## Task inputs

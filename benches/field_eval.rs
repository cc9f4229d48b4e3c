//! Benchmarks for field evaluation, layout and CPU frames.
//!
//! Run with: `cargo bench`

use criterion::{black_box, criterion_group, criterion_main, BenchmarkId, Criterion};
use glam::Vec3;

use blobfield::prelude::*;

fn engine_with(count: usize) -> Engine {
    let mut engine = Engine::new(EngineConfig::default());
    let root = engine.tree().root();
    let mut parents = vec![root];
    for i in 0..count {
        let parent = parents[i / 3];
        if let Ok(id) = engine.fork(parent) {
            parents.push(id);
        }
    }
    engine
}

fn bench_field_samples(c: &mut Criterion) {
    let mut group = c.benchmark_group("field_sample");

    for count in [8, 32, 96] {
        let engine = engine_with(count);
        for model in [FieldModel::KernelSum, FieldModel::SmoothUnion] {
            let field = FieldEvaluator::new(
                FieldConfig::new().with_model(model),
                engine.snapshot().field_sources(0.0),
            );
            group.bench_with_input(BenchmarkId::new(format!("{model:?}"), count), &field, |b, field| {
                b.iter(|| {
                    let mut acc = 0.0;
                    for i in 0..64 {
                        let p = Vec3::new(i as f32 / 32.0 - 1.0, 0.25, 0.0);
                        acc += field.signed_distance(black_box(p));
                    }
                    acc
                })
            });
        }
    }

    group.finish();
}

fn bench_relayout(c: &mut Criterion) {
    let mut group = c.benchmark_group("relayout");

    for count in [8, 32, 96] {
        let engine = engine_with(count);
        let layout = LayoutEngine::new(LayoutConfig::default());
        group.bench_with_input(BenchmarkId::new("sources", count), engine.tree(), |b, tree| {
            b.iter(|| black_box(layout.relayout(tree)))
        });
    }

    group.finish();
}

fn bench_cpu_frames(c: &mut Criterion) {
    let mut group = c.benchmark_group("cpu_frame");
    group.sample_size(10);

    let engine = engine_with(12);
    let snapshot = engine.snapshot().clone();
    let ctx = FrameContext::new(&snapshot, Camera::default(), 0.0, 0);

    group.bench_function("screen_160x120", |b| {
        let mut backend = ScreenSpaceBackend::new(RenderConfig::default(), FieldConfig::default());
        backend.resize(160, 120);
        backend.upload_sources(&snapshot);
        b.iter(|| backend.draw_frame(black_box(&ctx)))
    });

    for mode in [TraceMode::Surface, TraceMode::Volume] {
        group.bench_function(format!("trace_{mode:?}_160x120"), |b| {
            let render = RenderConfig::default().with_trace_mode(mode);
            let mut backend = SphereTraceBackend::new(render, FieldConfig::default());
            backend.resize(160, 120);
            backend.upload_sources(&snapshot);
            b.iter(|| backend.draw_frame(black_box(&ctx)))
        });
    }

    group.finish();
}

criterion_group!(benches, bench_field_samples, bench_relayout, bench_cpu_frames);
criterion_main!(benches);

## Task item
Determine how many lines of the material above contain "root", and give that number with no other words.

## Final answer
2